Aristotle talks of two kinds of plot, the simple plot and the complex plot. The
simple plot registers an even flow of action from beginning to end. Aristotle introduces
the concepts of peripeteia,-reversal of fortune and anagnorisis, -discovery or recognition
in his discussion of simple and complex plots. In a complex plot, there are reversals
peripeteia in the hero’s fortune or shocking discoveries, anagnorisis. These two
developments cause immense suffering to the hero of the tragedy. Oedipus’s discovery
of his parentage in Sophocles’s play Oedipus Tyrannus is an instance of anagnorisis.
Macbeth’s murder of King Duncan causing his ultimate destruction is an instance of
peripeteia.
A modern drama is divided into Acts and each Act is divided into scenes.
Aristotle divides a Greek drama into the six sections.
1. The Prologue - This part precedes the entrance of the Chorus.
2. The Parode -. This is the entrance song of the Chorus.

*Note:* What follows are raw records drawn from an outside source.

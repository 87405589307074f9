use crate::dedup::DedupOutcome;
use crate::types::{ContactRecord, FieldIssue, FieldStatus, ReasonCode};
use serde::{Deserialize, Serialize};

/// Per-field tallies of missing and invalid values over all input rows.
#[derive(Debug, Clone, Copy, Default, PartialEq, Eq, Serialize, Deserialize)]
pub struct FieldTallies {
    pub missing_name: usize,
    pub missing_email: usize,
    pub invalid_email: usize,
    pub missing_phone: usize,
    pub invalid_phone: usize,
    pub missing_company: usize,
}

impl FieldTallies {
    /// `(label, count)` pairs in display order.
    pub fn entries(&self) -> [(&'static str, usize); 6] {
        [
            ("missing_name", self.missing_name),
            ("missing_email", self.missing_email),
            ("invalid_email", self.invalid_email),
            ("missing_phone", self.missing_phone),
            ("invalid_phone", self.invalid_phone),
            ("missing_company", self.missing_company),
        ]
    }

    fn record(&mut self, record: &ContactRecord) {
        if record.name.normalized_value.is_empty() {
            self.missing_name += 1;
        }
        if record.email.normalized_value.is_empty() {
            self.missing_email += 1;
        } else if record.email.status == FieldStatus::Invalid(ReasonCode::MalformedEmail) {
            self.invalid_email += 1;
        }
        if record.phone.normalized_value.is_empty() {
            self.missing_phone += 1;
        } else if !record.phone.status.is_valid() {
            self.invalid_phone += 1;
        }
        if record.company.normalized_value.is_empty() {
            self.missing_company += 1;
        }
    }
}

/// Summary of one cleaning run.
///
/// Invariants: `total_output == total_input - total_duplicates_removed` and
/// `total_clean + total_flagged == total_input`.
#[derive(Debug, Clone, PartialEq, Eq, Serialize, Deserialize)]
pub struct CleaningReport {
    pub total_input: usize,
    pub total_clean: usize,
    pub total_flagged: usize,
    pub total_duplicates_removed: usize,
    pub total_output: usize,
    /// Flagged survivors dropped by the optional exclusion filter.
    #[serde(default)]
    pub flagged_excluded: usize,
    pub field_tallies: FieldTallies,
    /// Every invalid field, by row then field order.
    pub issues: Vec<FieldIssue>,
}

impl CleaningReport {
    /// Rows that end up in the cleaned dataset.
    pub fn rows_written(&self) -> usize {
        self.total_output - self.flagged_excluded
    }

    /// Number of issues carrying the given reason.
    pub fn issue_count(&self, reason: ReasonCode) -> usize {
        self.issues.iter().filter(|i| i.reason == reason).count()
    }
}

/// Builds a [`CleaningReport`] from upstream results without mutating them.
pub struct ReportAggregator;

impl ReportAggregator {
    /// Aggregate the pre-dedup records and the dedup outcome.
    ///
    /// `records` must be the complete processed input, in any order; the
    /// issue listing is sorted here.
    pub fn aggregate(records: &[ContactRecord], outcome: &DedupOutcome) -> CleaningReport {
        let total_input = records.len();
        let total_flagged = records.iter().filter(|r| r.is_flagged()).count();

        let mut field_tallies = FieldTallies::default();
        for record in records {
            field_tallies.record(record);
        }

        let mut issues: Vec<FieldIssue> = records.iter().flat_map(ContactRecord::issues).collect();
        issues.sort_by_key(|issue| (issue.source_row_index, issue.field));

        CleaningReport {
            total_input,
            total_clean: total_input - total_flagged,
            total_flagged,
            total_duplicates_removed: outcome.duplicates_removed,
            total_output: outcome.winners.len(),
            flagged_excluded: 0,
            field_tallies,
            issues,
        }
    }
}
#[cfg(test)]
mod tests {
    use super::*;
    use crate::types::FieldKind;
    use std::sync::Mutex;
    use std::sync::atomic::{AtomicUsize, Ordering};

    fn in_memory() -> CleanerConfig {
        CleanerConfig::builder().save_to_disk(false).build().unwrap()
    }

    fn raw(index: usize, name: &str, email: &str, company: &str, phone: &str) -> RawContact {
        RawContact::new(index)
            .with(FieldKind::Name, name)
            .with(FieldKind::Email, email)
            .with(FieldKind::Company, company)
            .with(FieldKind::Phone, phone)
    }

    #[test]
    fn test_pipeline_builder_default() {
        let pipeline = ContactPipeline::builder().build().unwrap();
        assert!(pipeline.progress_reporter.is_none());
        assert!(pipeline.config.save_to_disk);
    }

    #[test]
    fn test_pipeline_builder_rejects_invalid_config() {
        let config = CleanerConfig {
            output_name: String::new(),
            ..CleanerConfig::default()
        };
        let result = ContactPipeline::builder().config(config).build();
        assert!(matches!(result, Err(ConfigValidationError::EmptyName(_))));
    }

    #[test]
    fn test_pipeline_builder_with_progress_callback() {
        let call_count = Arc::new(AtomicUsize::new(0));
        let call_count_clone = call_count.clone();

        let pipeline = ContactPipeline::builder()
            .on_progress(move |_update| {
                call_count_clone.fetch_add(1, Ordering::SeqCst);
            })
            .build()
            .unwrap();

        pipeline.report_progress(ProgressUpdate::new(CleaningStage::Normalizing, 0.5, "Test"));

        assert_eq!(call_count.load(Ordering::SeqCst), 1);
    }

    #[test]
    fn test_process_contacts_in_memory() {
        let pipeline = ContactPipeline::builder()
            .config(in_memory())
            .build()
            .unwrap();

        let result = pipeline
            .process_contacts(&[
                raw(0, " alice ", "ALICE@X.COM", "", "07123456789"),
                raw(1, "Alice", "alice@x.com", "", "+447123456789"),
                raw(2, "Bob", "not-an-email", "", ""),
            ])
            .unwrap();

        assert_eq!(result.report.total_input, 3);
        assert_eq!(result.report.total_duplicates_removed, 1);
        assert_eq!(result.report.total_output, 2);
        assert_eq!(result.contacts.len(), 2);
        assert_eq!(result.contacts[0].source_row_index, 0);
        assert_eq!(result.contacts[1].source_row_index, 2);
        assert!(result.cleaned_path.is_none());
        assert!(result.report_path.is_none());
    }

    #[test]
    fn test_exclude_flagged_keeps_report_invariants() {
        let config = CleanerConfig::builder()
            .save_to_disk(false)
            .exclude_flagged(true)
            .build()
            .unwrap();
        let pipeline = ContactPipeline::builder().config(config).build().unwrap();

        let result = pipeline
            .process_contacts(&[
                raw(0, "Ann", "ann@x.com", "", ""),
                raw(1, "Bob", "not-an-email", "", ""),
            ])
            .unwrap();

        let report = &result.report;
        assert_eq!(report.total_output, 2);
        assert_eq!(report.flagged_excluded, 1);
        assert_eq!(report.rows_written(), 1);
        assert_eq!(report.total_output + report.total_duplicates_removed, report.total_input);
        assert_eq!(result.contacts.len(), 1);
        assert!(!result.contacts[0].is_flagged());
        assert_eq!(report.issues.len(), 1);
    }

    #[test]
    fn test_row_index_contract_reports_failure() {
        let stages = Arc::new(Mutex::new(Vec::new()));
        let stages_clone = stages.clone();

        let pipeline = ContactPipeline::builder()
            .config(in_memory())
            .on_progress(move |update| {
                stages_clone.lock().unwrap().push(update.stage);
            })
            .build()
            .unwrap();

        let err = pipeline
            .process_contacts(&[raw(1, "A", "", "", ""), raw(0, "B", "", "", "")])
            .unwrap_err();

        assert_eq!(err.error_code(), "ROW_INDEX_CONTRACT");
        assert_eq!(stages.lock().unwrap().last(), Some(&CleaningStage::Failed));
    }

    #[test]
    fn test_progress_stages_in_order() {
        let stages = Arc::new(Mutex::new(Vec::new()));
        let stages_clone = stages.clone();

        let pipeline = ContactPipeline::builder()
            .config(in_memory())
            .on_progress(move |update| {
                stages_clone.lock().unwrap().push(update.stage);
            })
            .build()
            .unwrap();

        pipeline.process_contacts(&[raw(0, "A", "a@x.com", "", "")]).unwrap();

        let mut seen = stages.lock().unwrap().clone();
        seen.dedup();
        assert_eq!(
            seen,
            vec![
                CleaningStage::Initializing,
                CleaningStage::Normalizing,
                CleaningStage::Deduplicating,
                CleaningStage::Reporting,
                CleaningStage::Complete,
            ]
        );
    }

    #[test]
    fn test_process_frame() {
        let df = df!(
            "Name" => ["carol", "CAROL"],
            "Email" => ["carol@x.com", " Carol@X.com "],
        )
        .unwrap();

        let pipeline = ContactPipeline::builder()
            .config(in_memory())
            .build()
            .unwrap();
        let result = pipeline.process(&df).unwrap();

        assert_eq!(result.contacts.len(), 1);
        assert_eq!(result.contacts[0].name.normalized_value, "Carol");
        assert_eq!(result.report.total_duplicates_removed, 1);
    }
}
//! Canonicalisation of single field values.
//!
//! Every function here is total: any input, including an empty one, yields
//! a (possibly empty) string. Validity is judged later by the validators.
//! All normalisers are idempotent.

/// UK national trunk prefix.
const TRUNK_PREFIX: char = '0';
/// Country calling code that replaces the trunk prefix.
const COUNTRY_CODE: &str = "+44";
/// Digits following the trunk prefix in a full national number.
pub(crate) const NATIONAL_DIGITS: usize = 10;

/// Trim and collapse internal whitespace runs to a single space.
pub fn normalize_text(raw: &str) -> String {
    raw.split_whitespace().collect::<Vec<_>>().join(" ")
}

/// Normalize a person's name.
///
/// Each word is title-cased, and each hyphen-separated part of a word is
/// capitalised on its own: `"amy-walker"` becomes `"Amy-Walker"`.
pub fn normalize_name(raw: &str) -> String {
    normalize_text(raw)
        .split(' ')
        .map(|word| {
            word.split('-')
                .map(capitalize)
                .collect::<Vec<_>>()
                .join("-")
        })
        .collect::<Vec<_>>()
        .join(" ")
}

/// Normalize a company name.
///
/// Title-case with a word boundary at every non-alphabetic character, so
/// `"o'brien & sons ltd"` becomes `"O'Brien & Sons Ltd"`.
pub fn normalize_company(raw: &str) -> String {
    let text = normalize_text(raw).to_lowercase();
    let mut out = String::with_capacity(text.len());
    let mut at_boundary = true;

    for c in text.chars() {
        if c.is_alphabetic() {
            if at_boundary {
                push_title(&mut out, c);
            } else {
                out.push(c);
            }
            at_boundary = false;
        } else {
            out.push(c);
            at_boundary = true;
        }
    }
    out
}

/// Normalize an email address: trimmed, whitespace collapsed, lowercased.
///
/// Internal whitespace is kept (collapsed) so the validator can still
/// reject it.
pub fn normalize_email(raw: &str) -> String {
    normalize_text(raw).to_lowercase()
}

/// Normalize a phone number to digits, keeping a leading `+`.
///
/// A national number (`0` followed by exactly 10 digits) is rewritten to
/// international form: `07123 456789` becomes `+447123456789`. Anything
/// else is left as extracted.
pub fn normalize_phone(raw: &str) -> String {
    let trimmed = raw.trim();
    let mut phone = String::with_capacity(trimmed.len());
    if trimmed.starts_with('+') {
        phone.push('+');
    }
    phone.extend(trimmed.chars().filter(|c| c.is_ascii_digit()));

    if let Some(national) = phone.strip_prefix(TRUNK_PREFIX)
        && national.len() == NATIONAL_DIGITS
    {
        return format!("{COUNTRY_CODE}{national}");
    }
    phone
}

fn capitalize(part: &str) -> String {
    let lower = part.to_lowercase();
    let mut out = String::with_capacity(lower.len());
    let mut chars = lower.chars();
    if let Some(first) = chars.next() {
        push_title(&mut out, first);
    }
    out.extend(chars);
    out
}

/// Push the title-case form of `c`: only the first char of its uppercase
/// expansion stays upper, so `'ﬁ'` becomes `"Fi"` rather than `"FI"`.
fn push_title(out: &mut String, c: char) {
    let mut upper = c.to_uppercase();
    if let Some(first) = upper.next() {
        out.push(first);
    }
    out.extend(upper.flat_map(char::to_lowercase));
}

#[cfg(test)]
mod tests {
    use super::*;

    #[test]
    fn test_normalize_text() {
        assert_eq!(normalize_text("  Acme \t  Widgets \n"), "Acme Widgets");
        assert_eq!(normalize_text("   "), "");
        assert_eq!(normalize_text(""), "");
    }

    #[test]
    fn test_normalize_name() {
        assert_eq!(normalize_name(" alice "), "Alice");
        assert_eq!(normalize_name("JOHN   smith"), "John Smith");
        assert_eq!(normalize_name("amy-walker"), "Amy-Walker");
        assert_eq!(normalize_name("mary-jane o'neil"), "Mary-Jane O'neil");
        assert_eq!(normalize_name(""), "");
    }

    #[test]
    fn test_normalize_company() {
        assert_eq!(normalize_company("  acme   LTD "), "Acme Ltd");
        assert_eq!(normalize_company("o'brien & sons"), "O'Brien & Sons");
        assert_eq!(normalize_company("3m uk"), "3M Uk");
    }

    #[test]
    fn test_multi_char_uppercase_initials() {
        assert_eq!(normalize_name("ﬁnch ltd"), "Finch Ltd");
        assert_eq!(normalize_company("ﬁnch ltd"), "Finch Ltd");
        assert_eq!(normalize_name("ßauer"), "Ssauer");
        assert_eq!(normalize_company("ßauer gmbh"), "Ssauer Gmbh");
    }

    #[test]
    fn test_normalize_email() {
        assert_eq!(normalize_email("  ALICE@X.COM "), "alice@x.com");
        assert_eq!(normalize_email("Bob @Example.com"), "bob @example.com");
    }

    #[test]
    fn test_normalize_phone_national_to_international() {
        assert_eq!(normalize_phone("07123456789"), "+447123456789");
        assert_eq!(normalize_phone("07123 456 789"), "+447123456789");
        assert_eq!(normalize_phone("(0712) 345-6789"), "+447123456789");
    }

    #[test]
    fn test_normalize_phone_keeps_leading_plus_only() {
        assert_eq!(normalize_phone("+44 7123 456789"), "+447123456789");
        assert_eq!(normalize_phone("0044+7123"), "00447123");
        assert_eq!(normalize_phone("  +1 (555) 010-0000"), "+15550100000");
    }

    #[test]
    fn test_normalize_phone_short_numbers_untouched() {
        assert_eq!(normalize_phone("0123"), "0123");
        assert_eq!(normalize_phone("020 7946 09581"), "020794609581");
        assert_eq!(normalize_phone("n/a"), "");
        assert_eq!(normalize_phone(""), "");
    }

    #[test]
    fn test_normalizers_are_idempotent() {
        let samples = [
            "  alice  SMITH-jones ",
            "O'BRIEN & sons ltd",
            " ALICE@X.COM ",
            "07123 456789",
            "+44 (0)7123 456789",
            "ﬁnch ltd",
            "ßauer-ﬂint gmbh",
            "ǅemal İpek",
            "xİy co",
            "",
            "  ",
        ];
        for s in samples {
            let name = normalize_name(s);
            assert_eq!(normalize_name(&name), name, "name: {s:?}");
            let company = normalize_company(s);
            assert_eq!(normalize_company(&company), company, "company: {s:?}");
            let email = normalize_email(s);
            assert_eq!(normalize_email(&email), email, "email: {s:?}");
            let phone = normalize_phone(s);
            assert_eq!(normalize_phone(&phone), phone, "phone: {s:?}");
        }
    }
}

3. The Episode - This is the part between two Choric songs.
4. The Stasimon - This is a Choric ode.
5. The Commos - This is the joint lamentation of the Chorus and
the actors.
6. The Exode - This part follows the last choric song.
The Perfect Tragedy:
The suffering of an unimpeachable man is undeserved. The prospering of a
wicked man is also undeserved. Hence such men are unfit to be the heroes of a
tragedy. The man fit in a tragedy is one who, along with his noble character has also a
serious flaw. It is this flaw which brings about his fall. Aristotle does not approve of the
tragic-comedy which has a tragic or somber main plot and a comic sub-plot.
Aristotle advances the concept of hamartia or miscalculation as a possible cause
of tragedy. Lear’s miscalculation or misjudging, viewing Goneril and Regan as good
and Cordelia as bad, is an instance of hamartia causing tragedy.
Character
A character must be appropriate or true to life. A character must reflect the
station to which he belongs. A king must behave like a king, and a woman like a
woman.
Recognition must be natural and credible and not be suddenly introduced by the
writer to bring about a happy ending.
Thought expresses itself in the arguments and counter-arguments of the different
characters.
Diction
Diction is the choice of arrangement of words and images. The words that a poet
uses may be
i) those current in ordinary speech
ii) foreign terms imported from other languages
iii) metaphorical terms
iv) ornamental expressions and
v) new coinages.
Above all, the poet’s style must be clear but not mean.
Qualifications of a good dramatist
Drama is superior to epic.
The dramatist should be imaginative.
Aristotle lists four kinds of tragedies, namely
i) the complex tragedy revolving on peripeteia and anagnorisis
ii) the tragedy of suffering
iii) the tragedy of character and
iv) the tragedy of spectacle depending on sensational effects.